* [Activity] Copy out, from the entries below, each line holding the string "WHITE".

* [Record extracts]
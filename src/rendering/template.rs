//! Card templates: form state + typeface -> laid-out [`CardElement`].
//!
//! Coordinates are logical pixels; the rasterizer applies the export scale.
//! Empty fields show their placeholder text, sized at the field's base size.

use crate::autofit::{fit, FitParams, TextMeasure};
use crate::form::{ordinal, CardForm, CardKind, Field, ImageSlot};
use crate::rendering::layout::{
    wrap_lines, Align, CardElement, ImageShape, LayoutNode, Rect, Rgba,
};

pub const BIRTHDAY_NAME: FitParams = FitParams { base_px: 22, min_px: 16, max_width_px: 180.0 };
pub const ANNIVERSARY_NAME: FitParams = FitParams { base_px: 24, min_px: 20, max_width_px: 600.0 };
pub const ANNIVERSARY_DESIGNATION: FitParams = FitParams { base_px: 20, min_px: 16, max_width_px: 500.0 };
pub const ONBOARDING_NAME: FitParams = FitParams { base_px: 28, min_px: 18, max_width_px: 360.0 };
pub const ONBOARDING_DESIGNATION: FitParams = FitParams { base_px: 18, min_px: 14, max_width_px: 360.0 };

const WHITE: Rgba = [255, 255, 255, 255];
const GOLD: Rgba = [255, 215, 0, 255];
const TEAL: Rgba = [47, 113, 100, 255];
const INK: Rgba = [31, 41, 55, 255];
const MUTED: Rgba = [75, 85, 99, 255];
const PHOTO_EMPTY: Rgba = [229, 231, 235, 255];

/// Autofit parameters for a field on a card, if the field is autofit at all.
pub fn fit_params(kind: CardKind, field: Field) -> Option<FitParams> {
    match (kind, field) {
        (CardKind::Birthday, Field::Name) => Some(BIRTHDAY_NAME),
        (CardKind::Anniversary, Field::Name) => Some(ANNIVERSARY_NAME),
        (CardKind::Anniversary, Field::Designation) => Some(ANNIVERSARY_DESIGNATION),
        (CardKind::Onboarding, Field::Name) => Some(ONBOARDING_NAME),
        (CardKind::Onboarding, Field::Designation) => Some(ONBOARDING_DESIGNATION),
        _ => None,
    }
}

/// Autofit size of `field` for the current form value.
pub fn field_size(form: &CardForm, field: Field, measure: &dyn TextMeasure) -> Option<u32> {
    fit_params(form.kind(), field).map(|p| fit(form.get(field), p, measure))
}

/// Lay out the card for `form`.
pub fn layout_card(form: &CardForm, measure: &dyn TextMeasure) -> CardElement {
    match form.kind() {
        CardKind::Birthday => birthday(form, measure),
        CardKind::Anniversary => anniversary(form, measure),
        CardKind::Onboarding => onboarding(form, measure),
    }
}

fn or_placeholder<'a>(value: &'a str, placeholder: &'a str) -> &'a str {
    if value.is_empty() {
        placeholder
    } else {
        value
    }
}

fn birthday(form: &CardForm, measure: &dyn TextMeasure) -> CardElement {
    let (w, h) = (750u32, 500u32);
    let name = form.get(Field::Name);
    let size = fit(name, BIRTHDAY_NAME, measure);

    let nodes = vec![
        LayoutNode::fill(Rect::new(0, 0, w, 120), [44, 33, 96, 255]),
        LayoutNode::fill(Rect::new(0, 380, w, 120), [44, 33, 96, 255]),
        // ribbon behind the name
        LayoutNode::fill(Rect::new(440, 180, 250, 70), [190, 30, 70, 255]),
        LayoutNode::text(Rect::new(60, 190, 340, 60), "Happy Birthday", 44, GOLD, Align::Left),
        LayoutNode::text(
            Rect::new(455, 185, 220, 60),
            or_placeholder(name, "Full Name"),
            size,
            WHITE,
            Align::Center,
        ),
    ];

    CardElement {
        id: CardKind::Birthday.element_id().to_string(),
        width: w,
        height: h,
        background: [76, 29, 149, 255],
        nodes,
    }
}

fn anniversary(form: &CardForm, measure: &dyn TextMeasure) -> CardElement {
    let (w, h) = (1000u32, 550u32);
    let name = form.get(Field::Name);
    let designation = form.get(Field::Designation);
    let years = form
        .get(Field::YearsOfService)
        .parse::<u32>()
        .map(ordinal)
        .unwrap_or_else(|_| "X".to_string());

    let nodes = vec![
        LayoutNode::fill(Rect::new(0, 0, w, 12), GOLD),
        LayoutNode::fill(Rect::new(0, (h - 12) as i32, w, 12), GOLD),
        LayoutNode::text(Rect::new(130, 124, 140, 60), years, 36, GOLD, Align::Left),
        LayoutNode::text(Rect::new(300, 124, 560, 60), "Work Anniversary", 36, WHITE, Align::Left),
        LayoutNode::text(
            Rect::new(100, 238, 800, 36),
            or_placeholder(name, "Enter Name"),
            fit(name, ANNIVERSARY_NAME, measure),
            WHITE,
            Align::Center,
        ),
        LayoutNode::text(
            Rect::new(100, 280, 800, 32),
            or_placeholder(designation, "Enter Designation"),
            fit(designation, ANNIVERSARY_DESIGNATION, measure),
            [230, 230, 230, 255],
            Align::Center,
        ),
    ];

    CardElement {
        id: CardKind::Anniversary.element_id().to_string(),
        width: w,
        height: h,
        background: [15, 23, 42, 255],
        nodes,
    }
}

fn onboarding(form: &CardForm, measure: &dyn TextMeasure) -> CardElement {
    let (w, h) = (800u32, 810u32);
    let name = form.get(Field::Name);
    let designation = form.get(Field::Designation);

    let mut nodes = vec![
        LayoutNode::fill(Rect::new(0, 0, w, 128), TEAL),
        LayoutNode::text(Rect::new(0, 30, w, 44), "WELCOME", 36, WHITE, Align::Center),
        LayoutNode::text(Rect::new(0, 80, w, 24), "to the team", 16, WHITE, Align::Center),
        LayoutNode::image(
            Rect::new(40, 160, 160, 160),
            form.image(ImageSlot::User),
            ImageShape::Circle,
            PHOTO_EMPTY,
        ),
        LayoutNode::text(
            Rect::new(230, 180, 360, 36),
            or_placeholder(name, "Your Name"),
            fit(name, ONBOARDING_NAME, measure),
            TEAL,
            Align::Left,
        ),
        LayoutNode::text(
            Rect::new(230, 222, 360, 26),
            or_placeholder(designation, "Job Title"),
            fit(designation, ONBOARDING_DESIGNATION, measure),
            MUTED,
            Align::Left,
        ),
    ];

    let details = [
        (Field::Location, "City / Office Location"),
        (Field::Email, "username@company.com"),
        (Field::Phone, "9876XXXXX"),
        (Field::Education, "Education"),
    ];
    for (i, (field, placeholder)) in details.iter().enumerate() {
        let y = 262 + i as i32 * 22;
        nodes.push(LayoutNode::text(
            Rect::new(230, y, 520, 20),
            or_placeholder(form.get(*field), placeholder),
            14,
            INK,
            Align::Left,
        ));
    }

    let welcome = or_placeholder(
        form.get(Field::WelcomeMessage),
        "Write a short welcome message or professional summary",
    );
    nodes.push(LayoutNode::fill(Rect::new(40, 370, w - 80, 2), TEAL));
    nodes.push(LayoutNode::paragraph(
        Rect::new(40, 390, w - 80, 150),
        wrap_lines(welcome, 16.0, (w - 80) as f32, 5, measure),
        16,
        INK,
        Align::Left,
    ));

    // manager panel
    nodes.push(LayoutNode::fill(Rect::new(40, 570, w - 80, 200), [236, 245, 243, 255]));
    nodes.push(LayoutNode::image(
        Rect::new(64, 594, 56, 56),
        form.image(ImageSlot::Manager),
        ImageShape::Circle,
        PHOTO_EMPTY,
    ));
    let manager_message = form.get(Field::ManagerMessage);
    let quoted = format!(
        "\"{}\"",
        or_placeholder(
            manager_message,
            "A welcome message from your manager will appear here. This typically includes a greeting and brief introduction to the team."
        )
    );
    nodes.push(LayoutNode::paragraph(
        Rect::new(140, 594, 596, 120),
        wrap_lines(&quoted, 14.0, 596.0, 5, measure),
        14,
        TEAL,
        Align::Left,
    ));
    nodes.push(LayoutNode::text(
        Rect::new(140, 730, 596, 22),
        or_placeholder(form.get(Field::ReportingManager), "Manager Name"),
        15,
        INK,
        Align::Left,
    ));

    CardElement {
        id: CardKind::Onboarding.element_id().to_string(),
        width: w,
        height: h,
        background: WHITE,
        nodes,
    }
}

#[cfg(test)]
mod tests {
    use super::*;
    use crate::autofit::AdvanceTable;
    use crate::form::{reduce, FormAction};
    use crate::rendering::layout::NodeKind;

    fn with(kind: CardKind, edits: &[(Field, &str)]) -> CardForm {
        edits.iter().fold(CardForm::new(kind), |f, (field, v)| {
            reduce(&f, FormAction::SetText(*field, v.to_string())).0
        })
    }

    fn texts(el: &CardElement) -> Vec<String> {
        el.nodes.iter().filter_map(|n| n.text_content()).collect()
    }

    #[test]
    fn all_fit_params_are_valid() {
        for p in [BIRTHDAY_NAME, ANNIVERSARY_NAME, ANNIVERSARY_DESIGNATION, ONBOARDING_NAME, ONBOARDING_DESIGNATION] {
            assert!(FitParams::new(p.base_px, p.min_px, p.max_width_px).is_ok());
        }
    }

    #[test]
    fn empty_birthday_shows_placeholder_at_base_size() {
        let el = layout_card(&CardForm::new(CardKind::Birthday), &AdvanceTable::new());
        assert_eq!(el.id, "birthday-card");
        let name = el.nodes.iter().find(|n| n.text_content().as_deref() == Some("Full Name")).unwrap();
        match &name.kind {
            NodeKind::Text { font_px, .. } => assert_eq!(*font_px, 22),
            _ => unreachable!(),
        }
    }

    #[test]
    fn long_birthday_name_shrinks() {
        let table = AdvanceTable::new();
        let form = with(CardKind::Birthday, &[(Field::Name, "Maximiliana Wolfeschlegel")]);
        let size = field_size(&form, Field::Name, &table).unwrap();
        assert!(size < 22 && size >= 16);
    }

    #[test]
    fn anniversary_shows_ordinal_years() {
        let form = with(CardKind::Anniversary, &[(Field::YearsOfService, "12")]);
        let el = layout_card(&form, &AdvanceTable::new());
        assert!(texts(&el).contains(&"12th".to_string()));

        let el = layout_card(&CardForm::new(CardKind::Anniversary), &AdvanceTable::new());
        let t = texts(&el);
        assert!(t.contains(&"X".to_string()));
        assert!(t.contains(&"Enter Name".to_string()));
        assert!(t.contains(&"Enter Designation".to_string()));
    }

    #[test]
    fn onboarding_carries_image_slots() {
        let form = CardForm::new(CardKind::Onboarding);
        let (form, _) = reduce(&form, FormAction::SetImage(ImageSlot::Manager, Some("https://x/m.png".into())));
        let el = layout_card(&form, &AdvanceTable::new());
        let sources: Vec<Option<String>> = el
            .nodes
            .iter()
            .filter_map(|n| match &n.kind {
                NodeKind::Image { source, .. } => Some(source.clone()),
                _ => None,
            })
            .collect();
        assert_eq!(sources, vec![None, Some("https://x/m.png".to_string())]);
    }

    #[test]
    fn nodes_stay_inside_the_card() {
        for kind in CardKind::ALL {
            let el = layout_card(&CardForm::new(kind), &AdvanceTable::new());
            for n in &el.nodes {
                assert!(n.rect.x >= 0 && n.rect.y >= 0, "{:?}", n);
                assert!(n.rect.x as u32 + n.rect.width <= el.width, "{:?}", n);
                assert!(n.rect.y as u32 + n.rect.height <= el.height, "{:?}", n);
            }
        }
    }
}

* [Solution]
const WHITE: Rgba = [255, 255, 255, 255];
            WHITE,
        LayoutNode::text(Rect::new(300, 124, 560, 60), "Work Anniversary", 36, WHITE, Align::Left),
            WHITE,
        LayoutNode::text(Rect::new(0, 30, w, 44), "WELCOME", 36, WHITE, Align::Center),
        LayoutNode::text(Rect::new(0, 80, w, 24), "to the team", 16, WHITE, Align::Center),
        background: WHITE,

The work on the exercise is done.